§ BRIEF: List every line below containing "BiasSection".

== == ==

//! Synchronized facade over every monitor.

use chrono::Utc;
use std::collections::BTreeMap;
use std::sync::{Mutex, MutexGuard};

use super::batch::{Batch, CheckOutcome, CycleOutcome};
use crate::bias::{group_key, BiasMonitor, BiasReport, BiasStatistics, PredictionRecord};
use crate::config::MonitorConfig;
use crate::drift::{DriftMonitor, DriftReport, DriftStatistics};
use crate::error::{Error, Result};
use crate::escalation::{BreachEvent, BreachState, BreachTracker};
use crate::report::{
    BiasSection, DriftSection, EscalationSection, GovernanceReport, ValidationSection,
};
use crate::sink::{default_sink, SharedSink};
use crate::validation::{CrossValidationInput, Model, ValidationEngine, ValidationResult, ValidationSummary};

/// Breach key for a drift metric
pub(crate) fn drift_key(metric: &str) -> String {
    format!("drift:{metric}")
}

/// Breach key for a demographic group
pub(crate) fn bias_key(category: &str, group: &str) -> String {
    format!("bias:{}", group_key(category, group))
}

pub(crate) const VALIDATION_KEY: &str = "validation";

fn lock<'a, T>(mutex: &'a Mutex<T>, name: &str) -> Result<MutexGuard<'a, T>> {
    mutex.lock().map_err(|_| Error::Internal(format!("{name} lock poisoned")))
}

/// Runs drift, bias and validation checks per batch and escalates repeat breaches
pub struct GovernanceMonitor {
    config: MonitorConfig,
    drift: Mutex<DriftMonitor>,
    bias: Mutex<BiasMonitor>,
    validation: Mutex<ValidationEngine>,
    tracker: Mutex<BreachTracker>,
    model: Option<Box<dyn Model>>,
}

impl GovernanceMonitor {
    /// Validate the configuration and build every monitor with the tracing sink
    pub fn new(config: MonitorConfig) -> Result<Self> {
        Self::with_sink(config, default_sink())
    }

    /// Build every monitor around a shared event sink
    pub fn with_sink(config: MonitorConfig, sink: SharedSink) -> Result<Self> {
        config.validate()?;
        let max_history = config.history.max_history_size;
        Ok(Self {
            drift: Mutex::new(DriftMonitor::new(config.drift.clone(), max_history).with_sink(sink.clone())),
            bias: Mutex::new(BiasMonitor::new(config.bias.clone(), max_history).with_sink(sink.clone())),
            validation: Mutex::new(
                ValidationEngine::new(config.validation.clone(), max_history).with_sink(sink.clone()),
            ),
            tracker: Mutex::new(BreachTracker::new(config.escalation, max_history).with_sink(sink)),
            model: None,
            config,
        })
    }

    /// Model used for cross-validation
    pub fn with_model(mut self, model: Box<dyn Model>) -> Self {
        self.model = Some(model);
        self
    }

    pub fn config(&self) -> &MonitorConfig {
        &self.config
    }

    pub fn update_baseline(&self, metric_name: &str, samples: &[f64]) -> Result<()> {
        lock(&self.drift, "drift")?.update_baseline(metric_name, samples)
    }

    /// Replace several baselines; stops at the first invalid one
    pub fn load_baselines(&self, baselines: &BTreeMap<String, Vec<f64>>) -> Result<()> {
        let mut drift = lock(&self.drift, "drift")?;
        for (name, samples) in baselines {
            drift.update_baseline(name, samples)?;
        }
        Ok(())
    }

    /// Run one evaluation cycle over a batch
    ///
    /// Each check runs independently; an input problem in one is reported as
    /// [`CheckOutcome::Failed`] and does not abort the others. Only a poisoned
    /// lock fails the whole call.
    pub fn process_batch(&self, batch: &Batch) -> Result<CycleOutcome> {
        let timestamp = Utc::now();
        let mut events = Vec::new();

        let drift = self.run_drift(batch)?;
        if let CheckOutcome::Completed(report) = &drift {
            events.extend(report.checked().map(|r| {
                BreachEvent::new(drift_key(&r.metric_name), r.drift_detected, timestamp)
            }));
        }

        let bias = self.run_bias(batch)?;
        if let CheckOutcome::Completed(report) = &bias {
            events.extend(report.scored().map(|r| {
                BreachEvent::new(bias_key(&r.category, &r.group_key), r.bias_detected, timestamp)
            }));
        }

        let validation = self.run_validation(batch)?;
        if let CheckOutcome::Completed(result) = &validation {
            events.push(BreachEvent::new(VALIDATION_KEY, !result.passed, timestamp));
        }

        let alerts = lock(&self.tracker, "tracker")?.record_all(events);

        Ok(CycleOutcome { timestamp, records: batch.len(), drift, bias, validation, alerts })
    }

    fn run_drift(&self, batch: &Batch) -> Result<CheckOutcome<DriftReport>> {
        let mut drift = lock(&self.drift, "drift")?;
        for (name, samples) in batch.feature_samples() {
            drift.observe(&name, &samples);
        }
        if drift.metric_names().is_empty() {
            return Ok(CheckOutcome::Skipped("no drift metrics".into()));
        }
        Ok(CheckOutcome::Completed(drift.check_drift()))
    }

    fn run_bias(&self, batch: &Batch) -> Result<CheckOutcome<BiasReport>> {
        let records = batch.prediction_records();
        if records.is_empty() {
            return Ok(CheckOutcome::Skipped("no scored records".into()));
        }
        Ok(CheckOutcome::Completed(lock(&self.bias, "bias")?.detect_bias(&records)))
    }

    fn run_validation(&self, batch: &Batch) -> Result<CheckOutcome<ValidationResult>> {
        let (labels, predictions): (Vec<usize>, Vec<usize>) =
            batch.labelled().filter_map(|r| r.label.zip(r.prediction)).unzip();
        if labels.is_empty() {
            return Ok(CheckOutcome::Skipped("no labelled predictions".into()));
        }

        let rows = match self.model.as_deref() {
            Some(model) if self.config.validation.cross_validation => match batch.labelled_feature_rows() {
                Ok(rows) => Some((model, rows)),
                Err(e) => return Ok(CheckOutcome::Failed(e.to_string())),
            },
            _ => None,
        };
        let cv = rows.as_ref().map(|(model, features)| CrossValidationInput::new(*model, features));

        let outcome = match lock(&self.validation, "validation")?.validate(&labels, &predictions, cv) {
            Ok(result) => CheckOutcome::Completed(result),
            Err(e) if e.is_caller_error() => CheckOutcome::Failed(e.to_string()),
            Err(e) => return Err(e),
        };
        Ok(outcome)
    }

    /// Fairness gate over scored records; see [`BiasMonitor::validate_fairness`]
    pub fn validate_fairness(&self, records: &[PredictionRecord]) -> Result<BiasReport> {
        lock(&self.bias, "bias")?.validate_fairness(records)
    }

    pub fn drift_statistics(&self) -> Result<DriftStatistics> {
        Ok(lock(&self.drift, "drift")?.get_drift_statistics())
    }

    pub fn bias_statistics(&self) -> Result<BiasStatistics> {
        Ok(lock(&self.bias, "bias")?.get_bias_statistics())
    }

    pub fn validation_summary(&self) -> Result<ValidationSummary> {
        Ok(lock(&self.validation, "validation")?.get_validation_summary())
    }

    pub fn breach_state(&self, key: &str) -> Result<BreachState> {
        Ok(lock(&self.tracker, "tracker")?.state(key))
    }

    /// Snapshot every monitor into a report
    ///
    /// Each section is read under its monitor's lock, so it never contains a
    /// partially appended history entry.
    pub fn report(&self) -> Result<GovernanceReport> {
        let drift = {
            let monitor = lock(&self.drift, "drift")?;
            DriftSection { statistics: monitor.get_drift_statistics(), history: monitor.history().to_vec() }
        };
        let bias = {
            let monitor = lock(&self.bias, "bias")?;
            BiasSection { statistics: monitor.get_bias_statistics(), history: monitor.history().to_vec() }
        };
        let validation = {
            let engine = lock(&self.validation, "validation")?;
            ValidationSection { summary: engine.get_validation_summary(), history: engine.history().to_vec() }
        };
        let escalation = {
            let tracker = lock(&self.tracker, "tracker")?;
            EscalationSection {
                states: tracker.states().clone(),
                active_alerts: tracker.active_alerts(),
                alert_history: tracker.alert_history().to_vec(),
            }
        };

        Ok(GovernanceReport {
            generated_at: Utc::now(),
            config: self.config.clone(),
            drift,
            bias,
            validation,
            escalation,
        })
    }
}

impl std::fmt::Debug for GovernanceMonitor {
    fn fmt(&self, f: &mut std::fmt::Formatter<'_>) -> std::fmt::Result {
        f.debug_struct("GovernanceMonitor")
            .field("config", &self.config)
            .field("model", &self.model.is_some())
            .finish_non_exhaustive()
    }
}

== == ==

§ SOLUTION TO THIS EXERCISE:
    BiasSection, DriftSection, EscalationSection, GovernanceReport, ValidationSection,
            BiasSection { statistics: monitor.get_bias_statistics(), history: monitor.history().to_vec() }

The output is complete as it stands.